- Also known as: Steffany Frizzell-Gretzinger, Steffany Frizzell
- Born: Steffany Dawn Frizzell November 8, 1984 (age 40) Oskaloosa, Iowa
- Origin: Wooster, Ohio
- Genres: Contemporary Christian, praise and worship, folk
- Occupation(s): Worship leader, singer, songwriter
- Instrument: Vocals
- Years active: 2011–present
- Labels: Bethel; Watershed; Provident; Sony;
- Website: www.steffanygretzinger.com

= Steffany Gretzinger =

Steffany Dawn Gretzinger (née Frizzell; born November 8, 1984) is an American music singer-songwriter and former ensemble vocalist with Bethel Music, based in Franklin, Tennessee. She released her first solo album, The Undoing, with Bethel Music in 2014. The album was a Billboard magazine breakthrough release, reaching number twenty on the Billboard 200, and also gained top five status among Top Christian and Independent albums in September 2014. Steffany is married to Stephen Gretzinger, and they have a daughter, Wonder Grace, and a son, Wilder Justice.

==Career==
===Featuring===
Steffany Gretzinger worked mainly as a worship leader with Bethel Music, which is a part of Bethel Church in Redding, California. She was involved in three of Bethel Music's releases, which included: background vocals for Be Lifted High (2011, as Steffany Frizzell), "One Thirst" with fellow Bethel collective member Jeremy Riddle, and background vocals on fellow Bethel Music member William Matthews' release, Hope's Anthem (2011, as Steffany Frizzell).

Another release from such a gathering was The Loft Sessions (2012, again as Steffany Frizzell), where she was a featured vocalist and composer (and performed background vocals). The Loft Sessions was a live recording made "over several nights of worship sessions" in a rustic, refurbished loft, on which she sang "You Know Me" (solo) and "My Dear" (with Hunter Thompson). That same year, she was featured on the album For the Sake of the World, singing "Closer". She joined Bethel again for their release of Tides (2013), also released internationally (e.g., on the Onimusic label in Brazil), with her songs "Letting Go" and "Be Still".

===Solo===
Gretzinger's first solo album, The Undoing (2014), featured eleven original praise and worship pieces, accompanied by guitar and piano, and was released in August by Bethel Music. The album was a Billboard magazine breakthrough release and appeared on the Top Christian Albums chart at No. 2, the Independent Albums chart at No. 5, and the Billboard 200 chart at No. 20.

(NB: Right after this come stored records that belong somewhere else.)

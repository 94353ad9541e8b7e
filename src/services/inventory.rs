//! Inventory ledger: all-or-nothing stock reservation and its reversal.
//!
//! Every line is checked before any row is touched. The decrements themselves
//! are conditional (`stock >= quantity`), so two checkouts racing for the last
//! units cannot both win even though both passed the check.

use serde::{Deserialize, Serialize};
use tracing::{debug, error, info, instrument, warn};
use uuid::Uuid;

use sea_orm::ConnectionTrait;

use crate::errors::ServiceError;
use crate::services::catalog;

/// A product and the number of units moved for it.
#[derive(Debug, Clone, Copy, PartialEq, Eq, Serialize, Deserialize)]
pub struct StockLine {
    pub product_id: Uuid,
    pub quantity: i32,
}

impl StockLine {
    pub fn new(product_id: Uuid, quantity: i32) -> Self {
        Self {
            product_id,
            quantity,
        }
    }
}

#[derive(Debug, Clone, Copy, PartialEq, Eq, Serialize, Deserialize)]
pub struct LowStockAlert {
    pub product_id: Uuid,
    pub stock: i32,
    pub threshold: i32,
}

/// Result of a successful reservation.
#[derive(Debug, Clone, Default)]
pub struct Reservation {
    /// Merged lines that were decremented, one per product.
    pub lines: Vec<StockLine>,
    /// Products left at or below their low-stock threshold.
    pub low_stock: Vec<LowStockAlert>,
}

/// Sums quantities per product, keeping first-seen order.
pub fn merge_lines(lines: &[StockLine]) -> Vec<StockLine> {
    let mut merged: Vec<StockLine> = Vec::with_capacity(lines.len());
    for line in lines {
        match merged.iter_mut().find(|m| m.product_id == line.product_id) {
            Some(existing) => existing.quantity += line.quantity,
            None => merged.push(*line),
        }
    }
    merged
}

/// Reserves stock for every line or for none of them.
#[instrument(skip(conn, lines), fields(line_count = lines.len()))]
pub async fn reserve<C: ConnectionTrait>(
    conn: &C,
    lines: &[StockLine],
) -> Result<Reservation, ServiceError> {
    if lines.is_empty() {
        return Err(ServiceError::ValidationError(
            "At least one line is required".to_string(),
        ));
    }
    if let Some(bad) = lines.iter().find(|l| l.quantity < 1) {
        return Err(ServiceError::ValidationError(format!(
            "Quantity for product {} must be at least 1",
            bad.product_id
        )));
    }

    let merged = merge_lines(lines);
    check_available(conn, &merged).await?;
    let applied = apply_decrements(conn, &merged).await?;

    let mut low_stock = Vec::new();
    for line in &applied {
        if let Some(product) = catalog::get_product(conn, line.product_id).await? {
            if product.is_low_on_stock() {
                warn!(
                    product_id = %product.id,
                    stock = product.stock,
                    threshold = product.low_stock_threshold,
                    "Product at or below low-stock threshold"
                );
                low_stock.push(LowStockAlert {
                    product_id: product.id,
                    stock: product.stock,
                    threshold: product.low_stock_threshold,
                });
            }
        }
    }

    info!(products = applied.len(), "Stock reserved");
    Ok(Reservation {
        lines: applied,
        low_stock,
    })
}

/// Check phase: every line must name an orderable product with enough stock.
async fn check_available<C: ConnectionTrait>(
    conn: &C,
    merged: &[StockLine],
) -> Result<(), ServiceError> {
    for line in merged {
        let product = catalog::get_product(conn, line.product_id)
            .await?
            .ok_or_else(|| {
                ServiceError::NotFound(format!("Product {} not found", line.product_id))
            })?;
        if !product.is_orderable() {
            return Err(ServiceError::ProductUnavailable(format!(
                "Product {} is {}",
                product.id, product.status
            )));
        }
        if product.stock < line.quantity {
            return Err(ServiceError::InsufficientStock(format!(
                "Product {} has {} in stock, {} requested",
                product.id, product.stock, line.quantity
            )));
        }
    }
    Ok(())
}

/// Apply phase: conditionally decrements each merged line in turn. If one
/// decrement finds too little stock, the lines already taken are put back
/// and the whole batch fails with `InsufficientStock`.
#[instrument(skip(conn, merged), fields(line_count = merged.len()))]
pub async fn apply_decrements<C: ConnectionTrait>(
    conn: &C,
    merged: &[StockLine],
) -> Result<Vec<StockLine>, ServiceError> {
    let mut applied: Vec<StockLine> = Vec::with_capacity(merged.len());
    for line in merged {
        if catalog::conditional_decrement_stock(conn, line.product_id, line.quantity).await? {
            applied.push(*line);
            continue;
        }

        warn!(
            product_id = %line.product_id,
            quantity = line.quantity,
            "Stock changed between check and decrement; rolling back batch"
        );
        for done in &applied {
            if let Err(e) = catalog::increment_stock(conn, done.product_id, done.quantity).await {
                error!(product_id = %done.product_id, error = %e, "Failed to roll back reservation");
                return Err(e);
            }
        }
        return Err(ServiceError::InsufficientStock(format!(
            "Product {} no longer has {} in stock",
            line.product_id, line.quantity
        )));
    }
    Ok(applied)
}

/// Hands reserved units back. Callers guarantee at most one release per order.
#[instrument(skip(conn, lines), fields(line_count = lines.len()))]
pub async fn release<C: ConnectionTrait>(
    conn: &C,
    lines: &[StockLine],
) -> Result<Vec<StockLine>, ServiceError> {
    let merged = merge_lines(lines);
    for line in &merged {
        debug!(product_id = %line.product_id, quantity = line.quantity, "Releasing stock");
        catalog::increment_stock(conn, line.product_id, line.quantity).await?;
    }
    info!(products = merged.len(), "Stock released");
    Ok(merged)
}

Since recording The Undoing, Gretzinger was featured on two further Bethel Music albums: You Make Me Brave (2014, "We Dance") and Have It All (2016, "Pieces"), the latter of which was also featured on Bethel member Amanda Cook's release, Brave New World (2015).

On March 9, 2018, Bethel Music announced the release of Gretzinger's second full-length studio project, Blackout, releasing the lead single, "Save Me". The album was released on March 29, 2018. She was featured on Francesca Battistelli's 2019 song "Defender", which Gretzinger co-wrote.

In 2020, Gretzinger released her third album, Forever Amen, with Provident Music Group.

==Life and career==

Steffany Dawn (née Frizzell) Gretzinger has been engaged in worship ministry since childhood and grew up in a musical household. She moved to Redding, California, in 2008, to join the Bethel School of Supernatural Ministry. She was a worship leader at Bethel Church. She led her final worship service at Bethel Church on April 21, 2019, prior to relocating to Nashville, Tennessee.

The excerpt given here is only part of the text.